Kevin Warsh enfrenta Senado dos EUA em sabatina para assumir presidência do Federal Reserve
Ex-governador do Federal Reserve e indicado por Donald Trump, Kevin Warsh, participou de audiência de confirmação no Senado dos EUA nesta terça-feira (21). Warsh é conhecido por sua postura monetária hawkish e otimismo sobre o impacto da inteligência artificial na economia. Sua nomeação gera debates entre economistas e legisladores sobre sua capacidade de liderar o banco central em um cenário de inflação persistente e pressões políticas.
Perfil e posições econômicas de Warsh
Kevin Warsh, ex-governador do Federal Reserve (Fed) entre 2006 e 2011, foi indicado por Donald Trump para suceder Jerome Powell na presidência do banco central dos EUA. Warsh é reconhecido por defender políticas monetárias restritivas, com foco no controle da inflação, e por sua visão otimista sobre o potencial da inteligência artificial (IA) para impulsionar o crescimento econômico. Durante a sabatina no Comitê de Bancos, Habitação e Assuntos Urbanos do Senado, Warsh foi questionado sobre suas qualificações, perspectivas econômicas e planos para o Fed. Sua indicação ocorre em um momento de inflação acima da meta de 2% do Fed, com o índice de preços PCE (Personal Consumption Expenditures) registrando cerca de 3% recentemente.
Reações de economistas e legisladores
A nomeação de Warsh divide opiniões entre economistas e parlamentares. O Prêmio Nobel Paul Krugman criticou Warsh em vídeo publicado no Substack, afirmando que ele "carece da credibilidade intelectual e moral para ser eficaz" como presidente do Fed. Krugman destacou que, com a inflação acima da meta, "não há boas condições para um corte de juros" e que "a economia não precisa de um corte de juros neste momento". O senador republicano Thom Tillis, por sua vez, já declarou que não apoiará nenhum indicado de Trump para o cargo, citando uma investigação da administração Trump sobre Jerome Powell como uma ameaça à independência do banco central.
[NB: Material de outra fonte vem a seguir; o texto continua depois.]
//! Final configuration assembly
//!
//! Combines the merged configuration with the assembler-owned sections:
//! entry, output naming, fixed resolution entries, transform bindings,
//! injected plugins and the split policy. All-or-nothing per build.

mod plugins;
mod rules;
mod split;

pub use plugins::{
    injected_plugins, ParallelOptions, PluginDescriptor, PluginInputs, WorkerPool,
    FILE_COORDINATOR, POOL_ID, POOL_MARGIN, SCRIPT_COORDINATOR, STYLE_COORDINATOR,
};
pub use rules::{fixed_rules, FIXED_EXTENSIONS};
pub use split::{builtin_cache_groups, SplitChunks, COMMONS_MIN_CHUNKS, COMMONS_MIN_SIZE};

use packcfg_chunks::{RuleError, RuleSet};
use serde::Serialize;
use serde_json::{json, Map, Value};
use std::collections::BTreeMap;
use std::sync::Arc;
use tracing::{debug, warn};

use crate::config::{MergedConfig, DEFAULT_DEVTOOL, KNOWN_DEVTOOLS};
use crate::layout::{display, ProjectLayout};

/// Errors assembling the final configuration
#[derive(Debug, thiserror::Error)]
pub enum AssembleError {
    #[error("invalid chunk split policy: {0}")]
    SplitPolicy(#[from] RuleError),
}

#[derive(Debug, Clone, PartialEq, Serialize)]
#[serde(rename_all = "camelCase")]
pub struct OutputSection {
    pub path: String,
    pub filename: String,
    pub chunk_filename: String,
    pub public_path: String,
}

#[derive(Debug, Clone, PartialEq, Serialize)]
#[serde(rename_all = "camelCase")]
pub struct WatchOptions {
    pub ignored: String,
    pub aggregate_timeout: u64,
}

#[derive(Debug, Clone, PartialEq, Serialize)]
pub struct ResolveOutput {
    pub alias: Value,
    pub modules: Value,
    pub extensions: Value,
}

#[derive(Debug, Clone, PartialEq, Serialize)]
pub struct ModuleOutput {
    pub rules: Value,
}

#[derive(Debug, Clone, PartialEq, Serialize)]
#[serde(rename_all = "camelCase")]
pub struct DevServer {
    pub content_base: String,
    pub proxy: Map<String, Value>,
    pub history_api_fallback: Value,
    pub inline: bool,
}

#[derive(Debug, Clone, PartialEq, Serialize)]
#[serde(rename_all = "camelCase")]
pub struct Optimization {
    pub split_chunks: SplitChunks,
}

/// The object handed to the bundler
#[derive(Debug, Clone, PartialEq, Serialize)]
#[serde(rename_all = "camelCase")]
pub struct FinalConfig {
    pub entry: BTreeMap<String, String>,
    pub output: OutputSection,
    pub watch: bool,
    pub watch_options: WatchOptions,
    pub resolve: ResolveOutput,
    pub devtool: Value,
    pub dev_server: DevServer,
    pub module: ModuleOutput,
    pub plugins: Vec<PluginDescriptor>,
    pub optimization: Optimization,
    pub performance: Value,
    pub mode: &'static str,
}

impl FinalConfig {
    /// Rule table behind `optimization.splitChunks.cacheGroups`
    pub fn split_rules(&self) -> &RuleSet {
        &self.optimization.split_chunks.rules
    }

    pub fn to_value(&self) -> Result<Value, serde_json::Error> {
        serde_json::to_value(self)
    }

    pub fn to_json(&self) -> Result<String, serde_json::Error> {
        serde_json::to_string_pretty(self)
    }
}

/// Assemble the final configuration
pub fn assemble(
    merged: &MergedConfig,
    proxy: Map<String, Value>,
    layout: &ProjectLayout,
    pool: Arc<WorkerPool>,
) -> Result<FinalConfig, AssembleError> {
    let optimization = Optimization {
        split_chunks: SplitChunks::new(merged.get("cacheGroups"))?,
    };

    let mut fixed_alias = Map::new();
    fixed_alias.insert(
        "lib".to_string(),
        Value::String(display(&layout.framework_dir.join("HOC"))),
    );
    let fixed_modules = vec![
        json!("./node_modules"),
        json!(layout.user_path("src/Frontend")),
        json!(layout.user_path("src")),
    ];
    let fixed_extensions: Vec<Value> = FIXED_EXTENSIONS.iter().map(|e| json!(e)).collect();

    let resolve = ResolveOutput {
        alias: union_mapping("resolve.alias", merged.get("resolve.alias"), fixed_alias),
        modules: append_sequence("resolve.modules", merged.get("resolve.modules"), fixed_modules),
        extensions: dedup_strings(append_sequence(
            "resolve.extensions",
            merged.get("resolve.extensions"),
            fixed_extensions,
        )),
    };

    let module = ModuleOutput {
        rules: append_sequence("module.rules", merged.get("module.rules"), fixed_rules()),
    };

    let mut plugin_list: Vec<PluginDescriptor> = match merged.get("plugins") {
        Some(Value::Array(items)) => items.iter().cloned().map(PluginDescriptor::Custom).collect(),
        None | Some(Value::Null) => Vec::new(),
        Some(other) => {
            warn!(found = %other, "'plugins' is not a sequence, passing it through");
            vec![PluginDescriptor::Custom(other.clone())]
        }
    };
    let inputs = PluginInputs {
        html_config: merged.get("HtmlWebpackPluginConfig"),
        css_options: merged.get("cssLoaderOptions"),
        less_options: merged.get("lessLoaderOptions"),
        file_options: merged.get("fileLoaderOptions"),
        styles_dir: layout.user_path("src/Frontend/Styles"),
    };
    plugin_list.extend(injected_plugins(&inputs, &pool));

    let devtool = merged
        .get("devtool")
        .cloned()
        .unwrap_or_else(|| json!(DEFAULT_DEVTOOL));
    if let Some(mode) = devtool.as_str() {
        if !KNOWN_DEVTOOLS.contains(&mode) {
            warn!(devtool = mode, "unrecognized devtool, passing it through");
        }
    }

    let mut entry = BTreeMap::new();
    entry.insert("index".to_string(), display(&layout.app_entry));

    debug!(
        plugins = plugin_list.len(),
        pool_size = pool.size,
        cache_groups = optimization.split_chunks.rules.rules().len(),
        "assembled final configuration"
    );

    Ok(FinalConfig {
        entry,
        output: OutputSection {
            path: layout.user_path("public"),
            filename: "[name]-[hash].js".to_string(),
            chunk_filename: "./static/js/[name].chunk-[chunkhash].js".to_string(),
            public_path: "/".to_string(),
        },
        watch: true,
        watch_options: WatchOptions {
            ignored: layout.user_path("node_modules"),
            aggregate_timeout: 1200,
        },
        resolve,
        devtool,
        dev_server: DevServer {
            content_base: layout.user_path("public"),
            proxy,
            history_api_fallback: json!({"index": "/index.html"}),
            inline: true,
        },
        module,
        plugins: plugin_list,
        optimization,
        performance: json!({"hints": false}),
        mode: "development",
    })
}

/// Fixed entries first and always present; user keys follow
fn union_mapping(field: &str, user: Option<&Value>, fixed: Map<String, Value>) -> Value {
    match user {
        None | Some(Value::Null) => Value::Object(fixed),
        Some(Value::Object(user)) => {
            let mut out = fixed;
            for (key, value) in user {
                if out.contains_key(key) {
                    debug!(field, key = key.as_str(), "assembler-owned key kept");
                    continue;
                }
                out.insert(key.clone(), value.clone());
            }
            Value::Object(out)
        }
        Some(other) => {
            warn!(field, found = %other, "expected a mapping, passing it through");
            other.clone()
        }
    }
}

/// User entries first, then the fixed ones
fn append_sequence(field: &str, user: Option<&Value>, fixed: Vec<Value>) -> Value {
    match user {
        None | Some(Value::Null) => Value::Array(fixed),
        Some(Value::Array(items)) => {
            let mut out = items.clone();
            out.extend(fixed);
            Value::Array(out)
        }
        Some(other) => {
            warn!(field, found = %other, "expected a sequence, passing it through");
            other.clone()
        }
    }
}

/// Drop repeated strings, keeping the first occurrence
fn dedup_strings(value: Value) -> Value {
    match value {
        Value::Array(items) => {
            let mut out: Vec<Value> = Vec::with_capacity(items.len());
            for item in items {
                if item.is_string() && out.contains(&item) {
                    continue;
                }
                out.push(item);
            }
            Value::Array(out)
        }
        other => other,
    }
}

#[cfg(test)]
mod tests {
    use super::*;
    use crate::config::{BaseConfig, OverrideDocument};

    fn layout() -> ProjectLayout {
        ProjectLayout::new("/app", "/app/node_modules/simple-direct")
            .with_app_entry("/app/node_modules/simple-direct/App")
    }

    fn assemble_with(overlay: Option<Value>) -> FinalConfig {
        let base = BaseConfig::default();
        let merged = match overlay {
            Some(v) => MergedConfig::merge(&base, &OverrideDocument::from_value(v).unwrap()),
            None => MergedConfig::from_base(&base),
        };
        assemble(&merged, Map::new(), &layout(), Arc::new(WorkerPool::with_size(4))).unwrap()
    }

    #[test]
    fn test_structural_sections() {
        let config = assemble_with(None);

        assert_eq!(config.entry["index"], "/app/node_modules/simple-direct/App");
        assert_eq!(config.output.path, "/app/public");
        assert_eq!(config.output.filename, "[name]-[hash].js");
        assert_eq!(config.watch_options.ignored, "/app/node_modules");
        assert_eq!(config.dev_server.content_base, "/app/public");
        assert_eq!(config.devtool, json!("source-map"));
        assert_eq!(config.mode, "development");
    }

    #[test]
    fn test_fixed_resolution_present_without_override() {
        let config = assemble_with(None);

        assert_eq!(
            config.resolve.alias,
            json!({"lib": "/app/node_modules/simple-direct/HOC"})
        );
        assert_eq!(
            config.resolve.modules,
            json!(["./node_modules", "/app/src/Frontend", "/app/src"])
        );
        assert_eq!(config.resolve.extensions.as_array().unwrap().len(), FIXED_EXTENSIONS.len());
    }

    #[test]
    fn test_fixed_alias_not_overridable() {
        let config = assemble_with(Some(json!({
            "resolve": {"alias": {"lib": "/elsewhere", "@ui": "/app/src/ui"}}
        })));

        assert_eq!(config.resolve.alias["lib"], "/app/node_modules/simple-direct/HOC");
        assert_eq!(config.resolve.alias["@ui"], "/app/src/ui");
    }

    #[test]
    fn test_user_sequences_come_first() {
        let config = assemble_with(Some(json!({
            "resolve": {"modules": ["/shared"], "extensions": [".ts", ".js"]},
            "module": {"rules": [{"test": "\\.md$", "use": "raw-loader"}]}
        })));

        assert_eq!(config.resolve.modules[0], "/shared");
        let extensions = config.resolve.extensions.as_array().unwrap();
        assert_eq!(extensions[0], ".ts");
        assert_eq!(extensions[1], ".js");
        assert_eq!(extensions.iter().filter(|e| *e == ".js").count(), 1);

        let rules = config.module.rules.as_array().unwrap();
        assert_eq!(rules.len(), 1 + fixed_rules().len());
        assert_eq!(rules[0]["use"], "raw-loader");
    }

    #[test]
    fn test_plugins_user_then_injected() {
        let config = assemble_with(Some(json!({
            "plugins": [{"plugin": "DefinePlugin", "options": {"DEBUG": true}}]
        })));

        assert_eq!(config.plugins.len(), 5);
        assert!(matches!(config.plugins[0], PluginDescriptor::Custom(_)));
        let value = config.to_value().unwrap();
        assert_eq!(value["plugins"][0]["plugin"], "DefinePlugin");
        assert_eq!(value["plugins"][1]["plugin"], "HtmlWebpackPlugin");
        assert_eq!(value["plugins"][1]["options"]["template"], "./template.html");
    }

    #[test]
    fn test_wrong_kind_propagates() {
        let config = assemble_with(Some(json!({"resolve": {"modules": {"not": "a list"}}})));
        assert_eq!(config.resolve.modules, json!({"not": "a list"}));
    }

    #[test]
    fn test_invalid_cache_groups_fail() {
        let base = BaseConfig::default();
        let doc = OverrideDocument::from_value(json!({"cacheGroups": {"x": {"priority": "high"}}}))
            .unwrap();
        let merged = MergedConfig::merge(&base, &doc);
        let err = assemble(&merged, Map::new(), &layout(), Arc::new(WorkerPool::with_size(1)))
            .unwrap_err();
        assert!(err.to_string().contains("'x'"));
    }

    #[test]
    fn test_serialized_shape() {
        let value = assemble_with(None).to_value().unwrap();

        for key in [
            "entry", "output", "watch", "watchOptions", "resolve", "devtool", "devServer",
            "module", "plugins", "optimization", "performance", "mode",
        ] {
            assert!(value.get(key).is_some(), "missing {}", key);
        }
        assert_eq!(value["output"]["chunkFilename"], "./static/js/[name].chunk-[chunkhash].js");
        assert_eq!(value["devServer"]["historyApiFallback"]["index"], "/index.html");
        assert_eq!(value["optimization"]["splitChunks"]["automaticNameDelimiter"], "+");
        assert!(value["optimization"]["splitChunks"].get("rules").is_none());
        assert_eq!(value["performance"]["hints"], false);
    }
}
Tillis argumenta que a pressão política sobre o Fed compromete sua autonomia.
Desafios à frente
Caso confirmado, Warsh enfrentará um cenário econômico complexo, com inflação persistente e pressões políticas para flexibilizar a política monetária. Sua postura hawkish pode ser testada, especialmente se a economia mostrar sinais de desaceleração. Além disso, a relação entre o Fed e a Casa Branca sob Trump tem sido marcada por tensões, com o presidente frequentemente criticando o banco central por não adotar medidas mais expansionistas. A capacidade de Warsh de manter a independência do Fed e navegar essas pressões será crucial para sua gestão.